Whats the Prefered Method to Wire for Voltage Dist

The above URL contains the entire discussion. Below is a snippet.


I have a new ECU that I’m wiring to an engine with a significant number of sensors. Each 3 wire) sensor needs to be supplied with a 5v signal from the ECU. Since I cant wire them all individually in to the one output pin of the ECU, what would be the simplest method for connecting them all? I’m hesitant to run a wire all the way to each sensor and tie the in to common block fed by the ECU as that doesn’t seem too elegant. I guess I could piggy back with the lead going to one sensor then another and so on and so forth. Is there a common practice?

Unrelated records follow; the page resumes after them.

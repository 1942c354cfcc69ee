//! Metadata component model.
//!
//! A component is one deployable metadata unit — a named, typed bundle of a
//! content file (or bundle directory) and an optional sidecar descriptor.
//! Child types such as custom fields carry a key reference to their owning
//! component instead of a back-pointer; all relationships are resolved
//! through [`ComponentKey`] lookups.

pub mod manifest;
pub mod resolver;

use std::collections::HashSet;
use std::fmt;
use std::io;
use std::path::{Path, PathBuf};

use serde::{Deserialize, Serialize};
use walkdir::WalkDir;

/// `type#fullName` — the join key used everywhere local and remote
/// components are paired.
#[derive(Debug, Clone, PartialEq, Eq, Hash, PartialOrd, Ord, Serialize, Deserialize)]
pub struct ComponentKey {
    pub type_name: String,
    pub full_name: String,
}

impl ComponentKey {
    pub fn new(type_name: impl Into<String>, full_name: impl Into<String>) -> Self {
        Self {
            type_name: type_name.into(),
            full_name: full_name.into(),
        }
    }
}

impl fmt::Display for ComponentKey {
    fn fmt(&self, f: &mut fmt::Formatter<'_>) -> fmt::Result {
        write!(f, "{}#{}", self.type_name, self.full_name)
    }
}

/// One deployable metadata unit.
///
/// Value-like: constructed fresh per scan or retrieve, never shared mutably.
/// `(type_name, full_name)` is unique within a [`ComponentSet`].
#[derive(Debug, Clone, PartialEq, Eq, Serialize, Deserialize)]
pub struct Component {
    pub full_name: String,
    pub type_name: String,
    /// Primary content path — a file, or the bundle directory for bundle
    /// types. Metadata-only types have no content.
    pub content: Option<PathBuf>,
    /// Sidecar descriptor path (`*-meta.xml`).
    pub xml: Option<PathBuf>,
    /// Owning component key for child types (e.g. a field's custom object).
    pub parent: Option<ComponentKey>,
}

impl Component {
    pub fn key(&self) -> ComponentKey {
        ComponentKey::new(self.type_name.clone(), self.full_name.clone())
    }

    /// Directory the component lives in — parent of the content path,
    /// falling back to the descriptor. Used for common-root inference.
    pub fn directory(&self) -> Option<&Path> {
        self.content
            .as_deref()
            .or(self.xml.as_deref())
            .and_then(Path::parent)
    }

    /// Every file belonging to the component: content files first (bundle
    /// directories expanded recursively), descriptor last. Unreadable
    /// bundle directories are hard errors.
    pub fn file_paths(&self) -> io::Result<Vec<PathBuf>> {
        let mut paths = Vec::new();
        if let Some(content) = &self.content {
            if content.is_dir() {
                for entry in WalkDir::new(content) {
                    let entry = entry.map_err(io::Error::other)?;
                    if entry.file_type().is_file() {
                        paths.push(entry.into_path());
                    }
                }
            } else {
                paths.push(content.clone());
            }
        }
        if let Some(xml) = &self.xml {
            if !paths.contains(xml) {
                paths.push(xml.clone());
            }
        }
        Ok(paths)
    }
}

/// An ordered, key-deduplicated collection of components.
#[derive(Debug, Clone, Default)]
pub struct ComponentSet {
    components: Vec<Component>,
    seen: HashSet<ComponentKey>,
}

impl ComponentSet {
    pub fn new() -> Self {
        Self::default()
    }

    /// Insert, ignoring a component whose key is already present.
    pub fn add(&mut self, component: Component) {
        if self.seen.insert(component.key()) {
            self.components.push(component);
        }
    }

    pub fn contains_key(&self, key: &ComponentKey) -> bool {
        self.seen.contains(key)
    }

    pub fn len(&self) -> usize {
        self.components.len()
    }

    pub fn is_empty(&self) -> bool {
        self.components.is_empty()
    }

    pub fn iter(&self) -> impl Iterator<Item = &Component> {
        self.components.iter()
    }

    pub fn components(&self) -> &[Component] {
        &self.components
    }

    pub fn into_components(self) -> Vec<Component> {
        self.components
    }

    /// `Type:FullName` member selectors for the retrieve request. Children
    /// are represented by their parent (retrieving the parent brings its
    /// children), deduplicated and sorted for a stable command line.
    pub fn member_strings(&self) -> Vec<String> {
        let mut members: Vec<String> = self
            .components
            .iter()
            .map(|c| match &c.parent {
                Some(parent) => format!("{}:{}", parent.type_name, parent.full_name),
                None => format!("{}:{}", c.type_name, c.full_name),
            })
            .collect();
        members.sort();
        members.dedup();
        members
    }
}

impl FromIterator<Component> for ComponentSet {
    fn from_iter<I: IntoIterator<Item = Component>>(iter: I) -> Self {
        let mut set = Self::new();
        for component in iter {
            set.add(component);
        }
        set
    }
}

First - to answer your question directly - the most elegant is going to be to start with a single connection at the ECU and install a splice pack with a lead going to each sensor from that. Put the splice in a central location to the sensors it feeds. This splice can then be properly sealed to minimize degradation of the connection. A terminal block typically referes to an open to atmosphere connection point with screwed connections - good for quick and dirty (i.e. a quick hookup to make sure everything works before final fabrication of a wire harness - maybe what you should do with the prototype), not so great for long term and open to environment.

In addition - The 5V output from the ECU should have a maximum rating (probably reported as maximum amps). Do not exceed this. Each of your sensors will consume some amount of power. You can power multiple sensors as long as their current consumption does not exceed the rated output of the 5V channel (Most 3 wire sensors consume very little power - but also most 5V references are only good to about 1 amp - on stock OEM ECU’s). If the ECU has multiple 5V references, divide the sensors up logically between them.